Some researchers add a fifth stage—communication of results (Abra 1988:16)—in deference to the role of peer recognition. As we shall see later, there are intimate links between what appear to be individual creative acts and the culture within which these acts occur. Having one’s creation examined by peers not only satisfies the usefulness criterion that keeps the enterprise grounded in reality. The attitude of society toward the creativity of its members determines whether someone is disposed to create in the first place. Adding this fifth phase to the creative process closes the cycle of events by offering an explanation for creativity’s nebulous beginning (the disposition of individual thinkers to create) in terms of the process’s end result (degree of social acceptance).
Breaking Down the Whole
Creativity is difficult because it conflicts with a human requirement to perceive phenomena in terms of existing categories. As Brick (1997:12-13) states, “The ability to categorize is of fundamental value for the simplest train of thought. If a subject cannot identify and reidentify the object he reasons about, then he cannot entertain any continuous, coherent thoughts.” Turner (1988:3) noted similarly that people categorize to avoid being swamped by the world’s complexity. These categories “cut our worlds into clusters [and] the fitness of our cognition will depend upon the fitness of these conceptual cuts.” Mental models in the form of concepts and relationships between concepts are built to interpret raw sensory data, so that the phenomena they are associated with become identifiable and predictable. Such categories persist to the extent that they model events “accurately,” in a way consistent with the needs of survival.
Creativity on the one hand relies on these models. For analogies to work, a large repertoire of source patterns or “prototypes” must be available in one’s mind to guide the reconfiguration of a problem’s data. We learn these prototypes, according to Churchland (1995:279), “solely within the domain of observable things ... in response to one’s ongoing sensory experience.” Concrete events are modeled on the basis of what we regard from past experience as stable units (collections of properties that can be manipulated as wholes) and plausible ways of linking these units. The modeling is a two-way street: sensory experience is ordered, and prior assumptions about order are validated or adjusted (alternative neural mappings are selected and strengthened).
Along with this “horizontal” formation of category structures, the mind also seeks to integrate commonalties from different category domains into what Koestler (1964:621) referred to as a “vertical abstractive hierarchy.” Just as sensory data “filtered” or categorized by perceptual mechanisms are used to shape categorical associations, so do these activated patterns serve as the data on which a more abstract set of assumptions is based. This “vertical progress in abstraction” (recognizing a particular pattern as an instance of a more general one) is the key to creative discovery.3 Although mastery of a categorical domain requires intelligence (recall and logic), it does not equate to competence in drawing inferences between levels, where a different set of skills (analysis and pattern recognition) are needed.

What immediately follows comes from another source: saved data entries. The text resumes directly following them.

impl Scanner {
    pub fn new(toks: Vec<Token>) -> Self {
        Self {
            toks,
            raw_pos: 0,
            composed: Vec::new(),
            cursor: 0,
            allow_tags: true,
            require_semicolons: false,
        }
    }

    /// Strict-terminator dialect: statements must end in `;`.
    pub fn set_require_semicolons(&mut self, on: bool) {
        self.require_semicolons = on;
    }

    pub fn require_semicolons(&self) -> bool {
        self.require_semicolons
    }

    /// Toggles label-token composition; returns the previous setting so the
    /// caller can restore it.
    pub fn set_allow_tags(&mut self, on: bool) -> bool {
        std::mem::replace(&mut self.allow_tags, on)
    }

    /// Composes the next raw token, merging `NAME ':'` into a label when
    /// tags are enabled and the colon is adjacent. Returns the token and how
    /// many raw tokens it covers (zero at end of input).
    fn compose_raw(&self) -> (Token, usize) {
        let Some(&tok) = self.toks.get(self.raw_pos) else {
            let mut eof = Token::synthetic(TokenKind::Eof);
            eof.line = self.toks.last().map_or(1, |t| t.line);
            eof.span = self
                .toks
                .last()
                .map_or(Span::default(), |t| Span::empty_at(t.span.end as usize));
            return (eof, 0);
        };

        if tok.kind == TokenKind::Name && self.allow_tags {
            if let Some(colon) = self.toks.get(self.raw_pos + 1) {
                if colon.kind == TokenKind::Colon && colon.span.start == tok.span.end {
                    let mut label = tok;
                    label.kind = TokenKind::Label;
                    label.span = Span {
                        start: tok.span.start,
                        end: colon.span.end,
                    };
                    return (label, 2);
                }
            }
        }

        (tok, 1)
    }

    fn ensure_composed(&mut self) {
        while self.composed.len() <= self.cursor {
            let (tok, consumed) = self.compose_raw();
            self.raw_pos += consumed;
            self.composed.push(tok);
        }
    }

    fn peek_token(&mut self) -> Token {
        self.ensure_composed();
        self.composed[self.cursor]
    }

    /// Next token kind without consuming.
    pub fn peek(&mut self) -> TokenKind {
        self.peek_token().kind
    }

    /// Advances and returns the new current token's kind.
    pub fn next(&mut self) -> TokenKind {
        self.ensure_composed();
        let tok = self.composed[self.cursor];
        self.cursor += 1;
        tok.kind
    }

    /// Rewinds exactly one token; the rewound token is re-delivered by the
    /// next `next()`. May be applied repeatedly.
    pub fn undo(&mut self) {
        debug_assert!(self.cursor > 0, "undo past the beginning");
        self.cursor = self.cursor.saturating_sub(1);
    }

    /// Pushes a saved token to be re-delivered before the rest of the
    /// stream.
    pub fn push_back(&mut self, tok: Token) {
        self.composed.insert(self.cursor, tok);
    }

    /// Most recently consumed token.
    pub fn current(&self) -> &Token {
        static UNKNOWN: Token = Token {
            kind: TokenKind::Unknown,
            span: Span { start: 0, end: 0 },
            line: 0,
            payload: TokenPayload::None,
        };
        if self.cursor == 0 {
            &UNKNOWN
        } else {
            &self.composed[self.cursor - 1]
        }
    }

    /// Interned name of the current token (names, labels, strings).
    pub fn current_name(&self) -> crate::ast::Atom {
        self.current()
            .atom()
            .expect("current token carries no name payload")
    }

    /// Source location of the current token.
    pub fn begin(&self) -> Span {
        self.current().span
    }

    /// Next token's kind if it sits on the current line, else a synthetic
    /// end-of-line (end-of-file wins over both).
    pub fn peek_token_same_line(&mut self) -> TokenKind {
        let line = self.current().line;
        let tok = self.peek_token();
        if tok.kind == TokenKind::Eof {
            return TokenKind::Eof;
        }
        if tok.line == line {
            tok.kind
        } else {
            TokenKind::Eol
        }
    }

    /// Opaque cursor state; equal values mean the scanner has not moved.
    /// Used by the top-level recovery loop to guarantee forward progress.
    pub fn progress(&self) -> (usize, usize) {
        (self.cursor, self.composed.len())
    }

    /// Discards tokens to the end of the current line (error recovery).
    pub fn eat_rest_of_line(&mut self) {
        loop {
            match self.peek_token_same_line() {
                TokenKind::Eof | TokenKind::Eol => break,
                _ => {
                    self.next();
                }
            }
        }
    }
}
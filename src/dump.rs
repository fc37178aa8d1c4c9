//! Debug observer: a stable, indented dump of the AST.
//!
//! The output format is append-only and byte-stable for a given tree, which
//! makes it suitable for golden-file tests of parser behavior.

use std::fmt::Write;

use crate::ast::{
    AstArena, CaseId, Expr, ExprId, FunctionOrAlias, LayoutEntry, ParseTree, Resolver, SignatureId,
    Stmt, StmtId, TypeSpecifier, VarDeclId, WhileKind,
};
use crate::token::Token;

/// Renders the whole tree.
pub fn dump(arena: &AstArena, tree: &ParseTree) -> String {
    let mut printer = AstPrinter {
        arena,
        out: String::new(),
        level: 0,
    };
    for &stmt in arena.stmts_list(tree.statements) {
        printer.visit_stmt(stmt);
    }
    printer.out
}

/// Renders a single expression (handy in tests).
pub fn dump_expr(arena: &AstArena, expr: ExprId) -> String {
    let mut printer = AstPrinter {
        arena,
        out: String::new(),
        level: 0,
    };
    printer.visit_expr(expr);
    printer.out
}

struct AstPrinter<'a> {
    arena: &'a AstArena,
    out: String,
    level: usize,
}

Turner (1988:4) also distinguishes categorical (Koestler’s horizontal) and analogical (vertical) connections, but views the distinction in more fluid terms. As he puts it: “Deeply entrenched analogical conventions we no longer find inventive. We regard them as straightforward category connections.”4 Like Koestler, Turner views category structures as “dynamic and subject to transformation under the pressure of analogy.” If categories structure the world as we know it, analogies “can inventively induce us to build new connections, and recast or tune others. A powerful analogy can re-structure, disturb, influence, and change our category structures, and successful analogical connections can ultimately become part of our category structures” (5).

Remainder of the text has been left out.